Ley y Regulación7 medios2 idiomas3 min de lecturaActualizado 08:33

La mayor cadena de tiendas de conveniencia del mundo encara una profunda reestructuración en Norteamérica. Según la documentación financiera de la matriz japonesa Seven & i Holdings, se prevé el cierre de 645 establecimientos 7-Eleven en Estados Unidos durante el presente ejercicio fiscal, mientras se abrirán 205 nuevos puntos, muchos de ellos reconvertidos en gasolineras mayoristas. El ajuste, que responde a una demanda interna debilitada, se complementa con la clausura de 350 locales en Japón y la apertura de 550 en el mismo país, lo que refleja que la contracción no es global sino focalizada en el mercado estadounidense. Analistas en Moscú atribuyen la decisión a la caída de la actividad del consumidor y al repunte inflacionario, factores que llevan a la compañía a estimar una merma del 9,4 % en sus ingresos anuales, hasta 59 500 millones de dólares.

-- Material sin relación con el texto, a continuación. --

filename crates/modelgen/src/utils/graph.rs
use std::path::{Path, PathBuf};

use anyhow::Context;
use serde::{Deserialize, Serialize};

use crate::generator::{
  model::{Imports, Model, parse_statements},
  resolver::{ReferenceIndex, ResolvedReference},
};

/// Model graph exchanged with a schema front-end.
#[derive(Debug, Clone, Default, Serialize, Deserialize)]
pub struct ModelGraph {
  pub models: Vec<Model>,
  /// Where each schema reference path was generated to.
  #[serde(default)]
  pub references: Vec<ResolvedReference>,
  /// Statements such as `from __future__ import annotations` for every unit.
  #[serde(default)]
  pub global_imports: Vec<String>,
  /// Name of the input file when the whole graph came from one file.
  #[serde(default)]
  pub source_file: Option<String>,
}

impl ModelGraph {
  pub fn reference_index(&self) -> ReferenceIndex {
    self.references.iter().cloned().collect()
  }

  pub fn global_imports(&self) -> anyhow::Result<Imports> {
    parse_statements(&self.global_imports)
  }
}

pub struct GraphLoader {
  path: PathBuf,
  content: Vec<u8>,
}

impl GraphLoader {
  pub async fn open(path: impl AsRef<Path>) -> anyhow::Result<Self> {
    let path = path.as_ref().to_path_buf();
    let content = tokio::fs::read(&path)
      .await
      .with_context(|| format!("Failed to read model graph from {}", path.display()))?;
    Ok(Self { path, content })
  }

  pub fn parse(&self) -> anyhow::Result<ModelGraph> {
    serde_json::from_slice(&self.content)
      .with_context(|| format!("Failed to parse model graph {}", self.path.display()))
  }
}
use std::path::PathBuf;

use anyhow::Context;
use chrono::{Local, Timelike};
use crossterm::style::Stylize;
use modelgen::{
  generator::{
    codegen::{CommandFormatter, ForwardRefUpdater},
    metrics::GenerationStats,
    model::{Imports, parse_statements},
    orchestrator::{AssemblyOptions, AssemblyOutput, GeneratedOutput, Orchestrator},
  },
  utils::graph::{GraphLoader, ModelGraph},
};

use crate::ui::{AssembleCommand, Colors};

fn format_timestamp() -> String {
  let now = Local::now();
  format!("[{:02}:{:02}:{:02}]", now.hour(), now.minute(), now.second())
}

#[derive(Debug, Clone)]
#[allow(clippy::struct_excessive_bools)]
pub struct AssembleConfig {
  pub input: PathBuf,
  pub output: PathBuf,
  pub verbose: bool,
  pub quiet: bool,
  pub reuse_model: bool,
  pub snake_case_field: bool,
  pub strip_default_none: bool,
  pub with_import: bool,
  pub deferred_updates: bool,
  pub formatter: Option<CommandFormatter>,
  pub global_imports: Imports,
}

impl AssembleConfig {
  pub fn from_command(command: AssembleCommand) -> anyhow::Result<Self> {
    let AssembleCommand {
      input,
      output,
      reuse_models,
      snake_case_field,
      strip_default_none,
      no_imports,
      no_deferred_updates,
      formatter,
      global_imports,
      verbose,
      quiet,
    } = command;

    if verbose && quiet {
      anyhow::bail!("--verbose and --quiet cannot be used together");
    }
    let formatter = formatter.as_deref().map(CommandFormatter::parse).transpose()?;
    let global_imports = parse_statements(&global_imports)?;

    Ok(Self {
      input,
      output,
      verbose,
      quiet,
      reuse_model: reuse_models,
      snake_case_field,
      strip_default_none,
      with_import: !no_imports,
      deferred_updates: !no_deferred_updates,
      formatter,
      global_imports,
    })
  }

  async fn load_graph(&self) -> anyhow::Result<ModelGraph> {
    GraphLoader::open(&self.input).await?.parse()
  }

  fn create_orchestrator(&self, graph: &ModelGraph) -> anyhow::Result<Orchestrator> {
    let mut global_imports = graph.global_imports()?;
    global_imports.extend(self.global_imports.iter());

    let options = AssemblyOptions::builder()
      .reuse_model(self.reuse_model)
      .with_import(self.with_import)
      .snake_case_field(self.snake_case_field)
      .strip_default_none(self.strip_default_none)
      .global_imports(global_imports)
      .maybe_single_source(graph.source_file.clone())
      .build();

    let mut orchestrator = Orchestrator::new(options).with_lookup(graph.reference_index());
    if self.deferred_updates {
      orchestrator = orchestrator.with_deferred_updates(ForwardRefUpdater);
    }
    if let Some(formatter) = &self.formatter {
      orchestrator = orchestrator.with_formatter(formatter.clone());
    }
    Ok(orchestrator)
  }

  async fn write_output(&self, output: &AssemblyOutput) -> anyhow::Result<()> {
    match output {
      AssemblyOutput::Single(code) => {
        if let Some(parent) = self.output.parent() {
          tokio::fs::create_dir_all(parent).await?;
        }
        tokio::fs::write(&self.output, code)
          .await
          .with_context(|| format!("Failed to write {}", self.output.display()))?;
      }
      AssemblyOutput::Modules(units) => {
        for (key, unit) in units {
          let path = key.iter().fold(self.output.clone(), |path, part| path.join(part));
          if let Some(parent) = path.parent() {
            tokio::fs::create_dir_all(parent).await?;
          }
          tokio::fs::write(&path, &unit.body)
            .await
            .with_context(|| format!("Failed to write {}", path.display()))?;
        }
      }
    }
    Ok(())
  }
}

struct AssembleLogger<'a> {
  config: &'a AssembleConfig,
  colors: &'a Colors,
}

impl<'a> AssembleLogger<'a> {
  fn new(config: &'a AssembleConfig, colors: &'a Colors) -> Self {
    Self { config, colors }
  }

  fn info(&self, message: &str) {
    if !self.config.quiet {
      println!("{} {message}", format_timestamp().with(self.colors.timestamp()));
    }
  }

  fn stat(&self, label: &str, value: String) {
    if !self.config.quiet {
      println!(
        "            {:<25} {}",
        label.with(self.colors.label()),
        value.with(self.colors.value())
      );
    }
  }

  fn log_loading(&self) {
    self.info(
      &format!("Loading model graph from: {}", self.config.input.display())
        .with(self.colors.primary())
        .to_string(),
    );
  }

  fn log_assembling(&self, models: usize) {
    self.info(
      &format!("Assembling {models} models...")
        .with(self.colors.primary())
        .to_string(),
    );
  }

  fn print_statistics(&self, generated: &GeneratedOutput) {
    if self.config.quiet {
      return;
    }
    let stats = &generated.stats;

    self.stat("Models sorted:", stats.models_sorted.to_string());
    self.stat("Units generated:", stats.units_generated.to_string());
    if stats.package_units > 0 {
      self.stat(
        "",
        format!(
          "{} packages, {} placeholders",
          stats.package_units, stats.placeholder_units
        ),
      );
    }
    if self.config.with_import {
      self.stat("Imports emitted:", stats.imports_emitted.to_string());
    }
    if stats.deferred_updates > 0 {
      self.stat("Deferred updates:", stats.deferred_updates.to_string());
    }
    if self.config.reuse_model {
      self.stat("Duplicates collapsed:", stats.duplicates_collapsed.to_string());
    }

    self.print_cycles(stats);
    self.print_units(&generated.output);
    self.print_warnings(stats);
  }

  fn print_cycles(&self, stats: &GenerationStats) {
    if stats.cycles_detected == 0 {
      return;
    }

    self.stat("Cycles:", stats.cycles_detected.to_string());

    if self.config.verbose {
      for (i, cycle) in stats.cycle_details.iter().enumerate() {
        println!(
          "              {}: {}",
          format!("Cycle {}", i + 1).with(self.colors.accent()),
          cycle.join(" -> ").with(self.colors.info())
        );
      }
    }
  }

  fn print_units(&self, output: &AssemblyOutput) {
    if !self.config.verbose {
      return;
    }
    if let AssemblyOutput::Modules(units) = output {
      for (key, unit) in units {
        let size = if unit.body.is_empty() {
          "placeholder".to_string()
        } else {
          format!("{} lines", unit.body.lines().count())
        };
        println!(
          "              {} {}",
          key.join("/").with(self.colors.info()),
          size.with(self.colors.value())
        );
      }
    }
  }

  fn print_warnings(&self, stats: &GenerationStats) {
    if stats.warnings.is_empty() {
      return;
    }

    println!();
    for warning in &stats.warnings {
      eprintln!(
        "{} {}",
        "Warning:".with(self.colors.accent()),
        format!("{warning}").with(self.colors.primary())
      );
    }
  }

  fn log_writing(&self) {
    self.info(
      &format!("Writing to: {}", self.config.output.display())
        .with(self.colors.primary())
        .to_string(),
    );
  }

  fn log_success(&self) {
    if !self.config.quiet {
      println!();
      println!(
        "{} {}",
        format_timestamp().with(self.colors.timestamp()),
        "Successfully assembled models".with(self.colors.success())
      );
    }
  }
}

pub async fn assemble_models(config: AssembleConfig, colors: &Colors) -> anyhow::Result<()> {
  let logger = AssembleLogger::new(&config, colors);

  logger.log_loading();
  let mut graph = config.load_graph().await?;

  logger.log_assembling(graph.models.len());
  let orchestrator = config.create_orchestrator(&graph)?;
  let models = std::mem::take(&mut graph.models);
  // External formatters run as blocking child processes
  let generated = tokio::task::block_in_place(|| orchestrator.assemble(models))?;
  logger.print_statistics(&generated);

  logger.log_writing();
  config.write_output(&generated.output).await?;

  logger.log_success();
  Ok(())
}
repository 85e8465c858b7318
pub mod graph;
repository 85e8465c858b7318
use std::{collections::BTreeMap, hash::Hash};

use anyhow::Context;
use json_canon::to_string as to_canonical_json;
use serde::Serialize;
use serde_json::Value;

use crate::generator::model::{Field, Model};

#[derive(Serialize)]
struct StructuralParts<'a> {
  base_classes: &'a [String],
  extra_template_data: &'a BTreeMap<String, Value>,
  fields: &'a [Field],
}

/// Opaque structural identity of a model: its base classes, extra template data
/// and fields, ignoring the model's own name and location.
///
/// Two models with the same key render to the same body apart from the class name.
#[derive(Debug, Clone, PartialEq, Eq)]
pub struct StructuralKey(String);

impl StructuralKey {
  /// Serializes the structural parts to RFC 8785 canonical JSON, so map key order
  /// never distinguishes two models while field order still does.
  pub fn from_model(model: &Model) -> anyhow::Result<Self> {
    let parts = StructuralParts {
      base_classes: &model.base_classes,
      extra_template_data: &model.extra_template_data,
      fields: &model.fields,
    };
    let value = serde_json::to_value(&parts)
      .with_context(|| format!("Failed to serialize model '{}' for deduplication", model.name))?;
    let canonical_json = to_canonical_json(&value).context("Failed to create canonical JSON string")?;
    Ok(Self(canonical_json))
  }

  pub fn as_str(&self) -> &str {
    &self.0
  }
}

impl Hash for StructuralKey {
  fn hash<H: std::hash::Hasher>(&self, state: &mut H) {
    let hash = blake3::hash(self.0.as_bytes());
    hash.as_bytes().hash(state);
  }
}
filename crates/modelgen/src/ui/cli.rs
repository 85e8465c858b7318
use std::path::PathBuf;

use clap::{Args, Parser, Subcommand};

use super::colors::{ColorMode, Colors, ThemeMode};

#[derive(Parser, Debug)]
#[command(name = "modelgen")]
#[command(author, version, about = "Assembles generated data models into source modules")]
#[command(styles = Colors::clap_styles())]
pub struct Cli {
  #[command(subcommand)]
  pub command: Commands,

  /// Control color output
  #[arg(long, value_enum, default_value = "auto", global = true)]
  pub color: ColorMode,

  /// Terminal theme (dark or light background)
  #[arg(long, value_enum, default_value = "auto", global = true)]
  pub theme: ThemeMode,
}

#[derive(Subcommand, Debug)]
pub enum Commands {
  /// List information from a model graph
  List {
    #[command(subcommand)]
    list_command: ListCommands,
  },
  /// Assemble a model graph into ordered, cross-referenced source units
  Assemble(AssembleCommand),
}

#[derive(Args, Debug)]
#[allow(clippy::struct_excessive_bools)]
pub struct AssembleCommand {
  /// Path to the model graph JSON file
  #[arg(short, long, value_name = "FILE")]
  pub input: PathBuf,

  /// Output file for a single root unit, otherwise the package directory
  #[arg(short, long, value_name = "PATH")]
  pub output: PathBuf,

  /// Collapse structurally identical models within a unit
  #[arg(long, default_value_t = false)]
  pub reuse_models: bool,

  /// Rename fields to snake_case, keeping the original name as an alias
  #[arg(long, default_value_t = false)]
  pub snake_case_field: bool,

  /// Omit `= None` defaults from optional fields
  #[arg(long, default_value_t = false)]
  pub strip_default_none: bool,

  /// Emit model bodies without import statements
  #[arg(long, default_value_t = false)]
  pub no_imports: bool,

  /// Skip the trailing `update_forward_refs()` block
  #[arg(long, default_value_t = false)]
  pub no_deferred_updates: bool,

  /// External formatter reading stdin and writing stdout (e.g. "black -q -")
  #[arg(long, value_name = "COMMAND")]
  pub formatter: Option<String>,

  /// Extra import statement added to every unit (repeatable)
  #[arg(long = "global-import", value_name = "STATEMENT")]
  pub global_imports: Vec<String>,

  /// Enable verbose output with detailed progress information
  #[arg(short, long, default_value_t = false)]
  pub verbose: bool,

  /// Suppress non-essential output (errors only)
  #[arg(short, long, default_value_t = false)]
  pub quiet: bool,
}

#[derive(Subcommand, Debug)]
pub enum ListCommands {
  /// List models in emission order with their namespace
  Models {
    /// Path to the model graph JSON file
    #[arg(short, long, value_name = "FILE")]
    input: PathBuf,
  },
}
pub mod case;
pub mod identifiers;

#[cfg(test)]
mod tests;
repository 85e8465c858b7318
use std::path::Path;

use comfy_table::{Attribute, Cell, CellAlignment, ContentArrangement, Row, Table};
use modelgen::{
  generator::analyzer::{SortedModels, sort_models},
  utils::graph::GraphLoader,
};

use crate::ui::{Colors, colors::IntoComfyColor, term_width};

/// Rows of the model listing: qualified name, namespace, kind and deferred-update marker.
fn model_rows(sorted: &SortedModels) -> Vec<(String, String, String, bool)> {
  sorted
    .models
    .iter()
    .map(|(name, model)| {
      let namespace = if model.module_path.is_empty() {
        "(root)".to_string()
      } else {
        model.module_name()
      };
      (name.clone(), namespace, model.kind.to_string(), sorted.requires_update(name))
    })
    .collect()
}

pub async fn list_models(input: &Path, colors: &Colors) -> anyhow::Result<()> {
  let graph = GraphLoader::open(input).await?.parse()?;
  let sorted = sort_models(graph.models)?;

  let mut table = Table::new();
  table
    .load_preset("  ── ──            ")
    .set_content_arrangement(ContentArrangement::Dynamic)
    .set_width(term_width());

  let mut row = Row::new();
  row.add_cell(Cell::new("#").fg(IntoComfyColor::into(colors.label())));
  row.add_cell(Cell::new("MODEL").fg(IntoComfyColor::into(colors.label())));
  row.add_cell(Cell::new("NAMESPACE").fg(IntoComfyColor::into(colors.label())));
  row.add_cell(Cell::new("KIND").fg(IntoComfyColor::into(colors.label())));
  row.add_cell(Cell::new("DEFERRED").fg(IntoComfyColor::into(colors.label())));
  table.set_header(row);

  for (position, (name, namespace, kind, deferred)) in model_rows(&sorted).into_iter().enumerate() {
    let mut row = Row::new();
    row.add_cell(
      Cell::new(position + 1)
        .fg(IntoComfyColor::into(colors.info()))
        .set_alignment(CellAlignment::Right),
    );
    row.add_cell(
      Cell::new(name)
        .fg(IntoComfyColor::into(colors.value()))
        .add_attribute(Attribute::Bold),
    );
    row.add_cell(Cell::new(namespace).fg(IntoComfyColor::into(colors.primary())));
    row.add_cell(Cell::new(kind).fg(IntoComfyColor::into(colors.accent())));
    row.add_cell(Cell::new(if deferred { "yes" } else { "" }).fg(IntoComfyColor::into(colors.accent())));
    table.add_row(row);
  }

  println!("{table}");
  if sorted.fallback_engaged {
    eprintln!("Base-class ordering decided the tail of this listing");
  }

  Ok(())
}

#[cfg(test)]
mod tests {
  use std::collections::BTreeSet;

  use modelgen::generator::model::{Model, ModelKind};

  use super::*;

  #[test]
  fn test_model_rows_follow_emission_order() {
    let models = vec![
      Model::builder()
        .name("Owner")
        .reference_classes(BTreeSet::from(["zoo.Pet".to_string(), "Owner".to_string()]))
        .build(),
      Model::builder()
        .name("Pet")
        .kind(ModelKind::Enumeration)
        .module_path(vec!["zoo".to_string()])
        .build(),
    ];

    let rows = model_rows(&sort_models(models).unwrap());

    assert_eq!(
      rows,
      vec![
        ("zoo.Pet".to_string(), "zoo".to_string(), "enumeration".to_string(), false),
        ("Owner".to_string(), "(root)".to_string(), "composite".to_string(), true),
      ]
    );
  }
}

En paralelo, la operación canadiense de 7-Eleven enfrenta un contratiempo sanitario. La Agencia Canadiense de Inspección de Alimentos activó el retiro preventivo de trece variedades de sándwiches, subs y wraps —entre ellos el Turkey, Ham & Swiss Sub, el Chicken Caesar Wrap y el Spicy Buffalo Chicken Wrap— comercializados en Alberta, Columbia Británica y Saskatchewan, tras detectarse riesgo de contaminación por Listeria monocytogenes. La investigación oficial en curso pone de relieve la vulnerabilidad de las cadenas de suministro alimentario incluso en los grandes operadores, y subraya la coordinación transfronteriza en materia de salud pública.

El ámbito farmacéutico no está exento de sobresaltos. La FDA clasificó como retiro de Clase II un lote de alprazolam —principio activo del ansiolítico Xanax— distribuido por la firma Viatris Specialty desde Virginia Occidental. El fármaco no alcanza la velocidad de disolución adecuada, lo que puede mermar su eficacia terapéutica. Aunque las autoridades no desaconsejan su consumo por el momento, la ausencia de un comunicado público por parte de la farmacéutica —que solo envió cartas de notificación— genera inquietud entre los pacientes. En la misma categoría de riesgo se ha situado la retirada de los suplementos dietéticos Vital Nutrients Aller‑C, de Blueroot Health, por presencia de alérgenos no declarados.

Desde una óptica global, la simultaneidad de estos episodios dibuja un panorama de tensión regulatoria y adaptación empresarial. La red de más de 86 000 tiendas 7-Eleven en 19 países se contrae en su mercado histórico mientras expande su modelo de negocio hacia el combustible, un giro estratégico que analistas en Madrid interpretan como una respuesta a los cambios de hábitos de consumo pospandemia. Al mismo tiempo, las alertas alimentarias y farmacéuticas recuerdan que la vigilancia de las agencias —ya sea en Ottawa o en Washington— sigue siendo crucial para mitigar riesgos en cadenas de producción cada vez más complejas. La convergencia de reestructuraciones corporativas y fallos de calidad sugiere que la resiliencia de los grandes operadores se medirá tanto en balances financieros como en la confianza del consumidor.